Edis is offering KVM and Linux-VServer (different from OpenVZ), see https://www.edis.at/en/server/linux-vserver/ Cool thing about their Linux-VServer: access to 16/24 CPU cores even on the cheapest VPS plans... Downside: no command-line-based firewall config, it is done using the web interface (quite annoying): http://www.edis.at/en/server/overview/info/
...just noticed a nice surprise in the EDIS VPS management console: "Due to high demand the firewall is now managed by the tool 'vrs_iptables' directly on the VPS." -- So no more clicking around in the web interface to manage the firewall, sweet!
In practice this mean that Linode offers 512MB RES/RSS memory (+swap) and Edis offers 512MB VIRT memory.
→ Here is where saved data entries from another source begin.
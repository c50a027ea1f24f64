//! # Error Types
//!
//! Domain-specific error types for offerdesk-core.
//!
//! ## Error Hierarchy
//! ```text
//! ┌─────────────────────────────────────────────────────────────────────────┐
//! │                         Error Types                                     │
//! │                                                                         │
//! │  offerdesk-core errors (this file)                                      │
//! │  ├── CoreError        - Offer lifecycle / business rule failures        │
//! │  └── ValidationError  - Field-level input validation failures           │
//! │                                                                         │
//! │  CLI errors (in app)                                                    │
//! │  └── CliError         - What the terminal sees (exit code != 0)         │
//! │                                                                         │
//! │  Flow: ValidationError → CoreError → CliError → stderr                  │
//! └─────────────────────────────────────────────────────────────────────────┘
//! ```
//!
//! Line edits and totals never produce errors: bad input is clamped or
//! ignored there. Only record-level operations (finalize, convert, product
//! and company checks) return these.

use thiserror::Error;

// =============================================================================
// Core Error
// =============================================================================

/// Offer lifecycle and business rule errors.
#[derive(Debug, Error)]
pub enum CoreError {
    /// An offer must have at least one line in its main list to be saved.
    #[error("Offer {offer_number} has no line items")]
    EmptyOffer { offer_number: String },

    /// Offer is not in a state that allows the requested operation.
    ///
    /// ## When This Occurs
    /// - Converting an offer that is already an order
    #[error("Offer {offer_number} is {current_status}, cannot perform operation")]
    InvalidOfferStatus {
        offer_number: String,
        current_status: String,
    },

    /// Validation error (wraps ValidationError).
    #[error("Validation error: {0}")]
    Validation(#[from] ValidationError),
}

// =============================================================================
// Validation Error
// =============================================================================

/// Input validation errors.
#[derive(Debug, Error, PartialEq)]
pub enum ValidationError {
    /// A required field is missing or empty.
    #[error("{field} is required")]
    Required { field: String },

    /// Field value is too long.
    #[error("{field} must be at most {max} characters")]
    TooLong { field: String, max: usize },

    /// Numeric value is out of range.
    #[error("{field} must be between {min} and {max}")]
    OutOfRange { field: String, min: String, max: String },

    /// Value must be positive.
    #[error("{field} must be positive")]
    MustBePositive { field: String },

    /// Invalid format (e.g., malformed email, non-finite number).
    #[error("{field} has invalid format: {reason}")]
    InvalidFormat { field: String, reason: String },

    /// Duplicate value (e.g., two lines sharing an id).
    #[error("{field} '{value}' already exists")]
    Duplicate { field: String, value: String },
}

// =============================================================================
// Result Type Alias
// =============================================================================

/// Convenience type alias for Results with CoreError.
pub type CoreResult<T> = Result<T, CoreError>;

// =============================================================================
// Unit Tests
// =============================================================================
VIRT memory limiting is very a serious issue for some software. For example, apache may use 10x VIRT memory because it is threads-based (most linux'es reserve about 6-10M VIRT memory for the stack of each thread). VIRT memory is usually considered "free to allocate" and software (JVM, soft that uses mmap and so on) is written with this assumption. But this is not the case with OpenVZ VPS servers. Just run "top" to get an idea about VIRT and RSS memory usage of common programs.
It is exciting how this issue is not well-known. I even think that 91.318% of "apache is memory hungry" things (they are still partially true, but..) came from OpenVZ VPS benchmarks.
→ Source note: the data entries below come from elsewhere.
//! # Application Configuration
//!
//! Company details and display preferences for the CLI.
//!
//! ## Configuration Sources
//! ```text
//! ┌─────────────────────────────────────────────────────────────────────────┐
//! │                    Configuration Priority                               │
//! │                                                                         │
//! │  1. Environment Variables (highest priority)                            │
//! │     OFFERDESK_COMPANY_NAME="Soma Enerji"                                │
//! │     OFFERDESK_TAX_MODE=inclusive                                        │
//! │                                                                         │
//! │  2. TOML Config File                                                    │
//! │     --config <path>, or                                                 │
//! │     ~/.config/offerdesk/offerdesk.toml (Linux)                          │
//! │     ~/Library/Application Support/com.offerdesk.offerdesk/... (macOS)   │
//! │                                                                         │
//! │  3. Default Values (lowest priority)                                    │
//! │     ₺, "1.234,56", 20% VAT, exclusive, VAT shown, 7 days validity       │
//! └─────────────────────────────────────────────────────────────────────────┘
//! ```
//!
//! ## Configuration File Format
//! ```toml
//! [company]
//! name = "Soma Enerji"
//!
//! [display]
//! currency_symbol = "₺"
//! thousands_separator = "."
//! decimal_separator = ","
//! tax_mode = "exclusive"   # exclusive | inclusive
//! vat_visible = true
//!
//! [offer]
//! default_vat_rate = 20
//! validity_days = 7
//! ```

use std::path::{Path, PathBuf};

use offerdesk_core::{DisplayOptions, Money, TaxMode, VatRate, DEFAULT_VALIDITY_DAYS};
use serde::{Deserialize, Serialize};
use tracing::{debug, info, warn};

use crate::error::{CliError, CliResult};

const CONFIG_FILE_NAME: &str = "offerdesk.toml";

/// Ten years; longer validity periods are treated as typos.
pub const MAX_VALIDITY_DAYS: i64 = 3650;

// =============================================================================
// Sections
// =============================================================================

/// The company issuing offers.
#[derive(Debug, Clone, Serialize, Deserialize)]
pub struct CompanyConfig {
    #[serde(default = "default_company_name")]
    pub name: String,
}

fn default_company_name() -> String {
    "OfferDesk".to_string()
}

impl Default for CompanyConfig {
    fn default() -> Self {
        CompanyConfig {
            name: default_company_name(),
        }
    }
}

/// How amounts and taxes are shown.
#[derive(Debug, Clone, Serialize, Deserialize)]
pub struct DisplayConfig {
    #[serde(default = "default_currency_symbol")]
    pub currency_symbol: String,

    #[serde(default = "default_thousands_separator")]
    pub thousands_separator: char,

    #[serde(default = "default_decimal_separator")]
    pub decimal_separator: char,

    /// Used for drafts that do not carry their own display options.
    #[serde(default)]
    pub tax_mode: TaxMode,

    #[serde(default = "default_true")]
    pub vat_visible: bool,
}

fn default_currency_symbol() -> String {
    "₺".to_string()
}

fn default_thousands_separator() -> char {
    '.'
}

fn default_decimal_separator() -> char {
    ','
}

fn default_true() -> bool {
    true
}

impl Default for DisplayConfig {
    fn default() -> Self {
        DisplayConfig {
            currency_symbol: default_currency_symbol(),
            thousands_separator: default_thousands_separator(),
            decimal_separator: default_decimal_separator(),
            tax_mode: TaxMode::default(),
            vat_visible: true,
        }
    }
}

/// Defaults for new offers and products.
#[derive(Debug, Clone, Serialize, Deserialize)]
pub struct OfferConfig {
    /// Whole percent, applied to products added without a VAT rate.
    #[serde(default = "default_vat_rate")]
    pub default_vat_rate: u32,

    #[serde(default = "default_validity_days")]
    pub validity_days: i64,
}

fn default_vat_rate() -> u32 {
    20
}

fn default_validity_days() -> i64 {
    DEFAULT_VALIDITY_DAYS
}

impl Default for OfferConfig {
    fn default() -> Self {
        OfferConfig {
            default_vat_rate: default_vat_rate(),
            validity_days: default_validity_days(),
        }
    }
}

// =============================================================================
// AppConfig
// =============================================================================

/// Complete CLI configuration.
#[derive(Debug, Clone, Default, Serialize, Deserialize)]
pub struct AppConfig {
    #[serde(default)]
    pub company: CompanyConfig,

    #[serde(default)]
    pub display: DisplayConfig,

    #[serde(default)]
    pub offer: OfferConfig,
}

impl AppConfig {
    /// Loads configuration from file, environment, and defaults.
    ///
    /// ## Load Order (later overrides earlier)
    /// 1. Default values
    /// 2. Config file (`--config` or the platform config dir)
    /// 3. Environment variables
    ///
    /// An explicit `--config` path that does not exist is an error; a
    /// missing file in the default location is not.
    pub fn load(config_path: Option<&Path>) -> CliResult<Self> {
        let mut config = match config_path {
            Some(path) => Self::from_file(path)?,
            None => match Self::default_config_path() {
                Some(path) if path.exists() => Self::from_file(&path)?,
                Some(path) => {
                    debug!(?path, "Config file not found, using defaults");
                    Self::default()
                }
                None => Self::default(),
            },
        };

        config.apply_env_overrides();
        config.validate()?;
        Ok(config)
    }

    fn from_file(path: &Path) -> CliResult<Self> {
        info!(?path, "Loading config from file");
        let contents = std::fs::read_to_string(path)?;
        Ok(toml::from_str(&contents)?)
    }

    /// Rejects settings that would make amounts unreadable.
    pub fn validate(&self) -> CliResult<()> {
        if self.display.thousands_separator == self.display.decimal_separator {
            return Err(CliError::Config(format!(
                "thousands and decimal separators must differ, both are '{}'",
                self.display.decimal_separator
            )));
        }

        if self.offer.default_vat_rate > 100 {
            return Err(CliError::Config(format!(
                "default_vat_rate must be between 0 and 100, got {}",
                self.offer.default_vat_rate
            )));
        }

        if !(0..=MAX_VALIDITY_DAYS).contains(&self.offer.validity_days) {
            return Err(CliError::Config(format!(
                "validity_days must be between 0 and {MAX_VALIDITY_DAYS}, got {}",
                self.offer.validity_days
            )));
        }

        Ok(())
    }

    /// Applies `OFFERDESK_*` environment variable overrides.
    fn apply_env_overrides(&mut self) {
        self.apply_overrides(|key| std::env::var(key).ok());
    }

    fn apply_overrides<F>(&mut self, lookup: F)
    where
        F: Fn(&str) -> Option<String>,
    {
        if let Some(name) = lookup("OFFERDESK_COMPANY_NAME") {
            debug!(company = %name, "Overriding company name from environment");
            self.company.name = name;
        }

        if let Some(symbol) = lookup("OFFERDESK_CURRENCY_SYMBOL") {
            self.display.currency_symbol = symbol;
        }

        if let Some(sep) = lookup("OFFERDESK_THOUSANDS_SEPARATOR") {
            match single_char(&sep) {
                Some(c) => self.display.thousands_separator = c,
                None => warn!(value = %sep, "Ignoring thousands separator, expected one character"),
            }
        }

        if let Some(sep) = lookup("OFFERDESK_DECIMAL_SEPARATOR") {
            match single_char(&sep) {
                Some(c) => self.display.decimal_separator = c,
                None => warn!(value = %sep, "Ignoring decimal separator, expected one character"),
            }
        }

        if let Some(mode) = lookup("OFFERDESK_TAX_MODE") {
            match mode.to_lowercase().as_str() {
                "exclusive" => self.display.tax_mode = TaxMode::Exclusive,
                "inclusive" => self.display.tax_mode = TaxMode::Inclusive,
                _ => warn!(mode = %mode, "Unknown tax mode in environment"),
            }
        }

        if let Some(visible) = lookup("OFFERDESK_VAT_VISIBLE") {
            match visible.parse::<bool>() {
                Ok(v) => self.display.vat_visible = v,
                Err(_) => warn!(value = %visible, "Ignoring OFFERDESK_VAT_VISIBLE, expected true/false"),
            }
        }

        if let Some(rate) = lookup("OFFERDESK_DEFAULT_VAT_RATE") {
            if let Ok(r) = rate.parse::<u32>() {
                self.offer.default_vat_rate = r;
            }
        }

        if let Some(days) = lookup("OFFERDESK_VALIDITY_DAYS") {
            if let Ok(d) = days.parse::<i64>() {
                self.offer.validity_days = d;
            }
        }
    }

    /// Returns the default config file path.
    fn default_config_path() -> Option<PathBuf> {
        directories::ProjectDirs::from("com", "offerdesk", "offerdesk")
            .map(|dirs| dirs.config_dir().join(CONFIG_FILE_NAME))
    }

    // =========================================================================
    // Convenience Methods
    // =========================================================================

    /// Display options for drafts that carry none.
    pub fn display_options(&self) -> DisplayOptions {
        DisplayOptions::new(self.display.tax_mode, self.display.vat_visible)
    }

    pub fn default_vat(&self) -> VatRate {
        VatRate::from_whole_percent(self.offer.default_vat_rate)
    }

    /// `1.234,56 ₺` with the configured separators and symbol.
    pub fn format_money(&self, amount: Money) -> String {
        let number = amount.format_with(
            self.display.thousands_separator,
            self.display.decimal_separator,
        );
        if self.display.currency_symbol.is_empty() {
            number
        } else {
            format!("{} {}", number, self.display.currency_symbol)
        }
    }
}

fn single_char(value: &str) -> Option<char> {
    let mut chars = value.chars();
    match (chars.next(), chars.next()) {
        (Some(c), None) => Some(c),
        _ => None,
    }
}

#[cfg(test)]
mod tests {
    use super::*;
    use rust_decimal_macros::dec;
    use std::collections::HashMap;
    use std::io::Write;

    #[test]
    fn test_default_config() {
        let config = AppConfig::default();
        assert_eq!(config.display.currency_symbol, "₺");
        assert_eq!(config.display.tax_mode, TaxMode::Exclusive);
        assert!(config.display.vat_visible);
        assert_eq!(config.offer.validity_days, 7);
        assert!(config.validate().is_ok());
    }

    #[test]
    fn test_format_money_uses_separators() {
        let config = AppConfig::default();
        assert_eq!(config.format_money(Money::new(dec!(1234.56))), "1.234,56 ₺");

        let mut us = AppConfig::default();
        us.display.currency_symbol = "$".to_string();
        us.display.thousands_separator = ',';
        us.display.decimal_separator = '.';
        assert_eq!(us.format_money(Money::new(dec!(1234567.8))), "1,234,567.80 $");
    }

    #[test]
    fn test_load_from_file() {
        let mut file = tempfile::NamedTempFile::new().unwrap();
        writeln!(
            file,
            "[company]\nname = \"Soma Enerji\"\n\n[display]\ntax_mode = \"inclusive\"\nvat_visible = false\n\n[offer]\nvalidity_days = 14"
        )
        .unwrap();

        let config = AppConfig::load(Some(file.path())).unwrap();
        assert_eq!(config.company.name, "Soma Enerji");
        assert_eq!(config.display.tax_mode, TaxMode::Inclusive);
        assert!(!config.display.vat_visible);
        assert_eq!(config.display.decimal_separator, ',');
        assert_eq!(config.offer.validity_days, 14);
        assert_eq!(config.offer.default_vat_rate, 20);
    }

    #[test]
    fn test_missing_explicit_file_is_an_error() {
        let dir = tempfile::tempdir().unwrap();
        let missing = dir.path().join("nope.toml");
        assert!(matches!(AppConfig::load(Some(&missing)), Err(CliError::Io(_))));
    }

    #[test]
    fn test_bad_toml_is_config_error() {
        let mut file = tempfile::NamedTempFile::new().unwrap();
        writeln!(file, "[display\nvat_visible = maybe").unwrap();
        assert!(matches!(AppConfig::load(Some(file.path())), Err(CliError::Config(_))));
    }

    #[test]
    fn test_env_overrides() {
        let env: HashMap<&str, &str> = [
            ("OFFERDESK_COMPANY_NAME", "Acme"),
            ("OFFERDESK_TAX_MODE", "Inclusive"),
            ("OFFERDESK_VAT_VISIBLE", "false"),
            ("OFFERDESK_DECIMAL_SEPARATOR", "too long"),
            ("OFFERDESK_DEFAULT_VAT_RATE", "10"),
        ]
        .into_iter()
        .collect();

        let mut config = AppConfig::default();
        config.apply_overrides(|key| env.get(key).map(|v| v.to_string()));

        assert_eq!(config.company.name, "Acme");
        assert_eq!(config.display.tax_mode, TaxMode::Inclusive);
        assert!(!config.display.vat_visible);
        assert_eq!(config.display.decimal_separator, ',');
        assert_eq!(config.default_vat(), VatRate::from_whole_percent(10));
    }

    #[test]
    fn test_validation() {
        let mut config = AppConfig::default();
        config.display.thousands_separator = ',';
        assert!(config.validate().is_err());

        let mut config = AppConfig::default();
        config.offer.default_vat_rate = 150;
        assert!(config.validate().is_err());

        let mut config = AppConfig::default();
        config.offer.validity_days = 10_000_000_000_000;
        assert!(matches!(config.validate(), Err(CliError::Config(_))));

        config.offer.validity_days = MAX_VALIDITY_DAYS;
        assert!(config.validate().is_ok());
    }
}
So in my opinion 20$ 512MB XEN is way better than 10$ 512MB OpenVZ because 512MB XEN is very different from 512MB OpenVZ.
P.S. my knowledge of OpenVZ may be outdated because I moved from OpenVZ VPS servers a couple of years ago.
host level (para)virtualization vs. os level virtualization. The latter allows significantly increased density while the former enjoys much better isolation, customization and usually* more reliable resource reservations.
xen: you can install any kernel
openvz: only the host kernel gets shared amoung guests and less isolation. also in the past there was no swap support, seems to work now.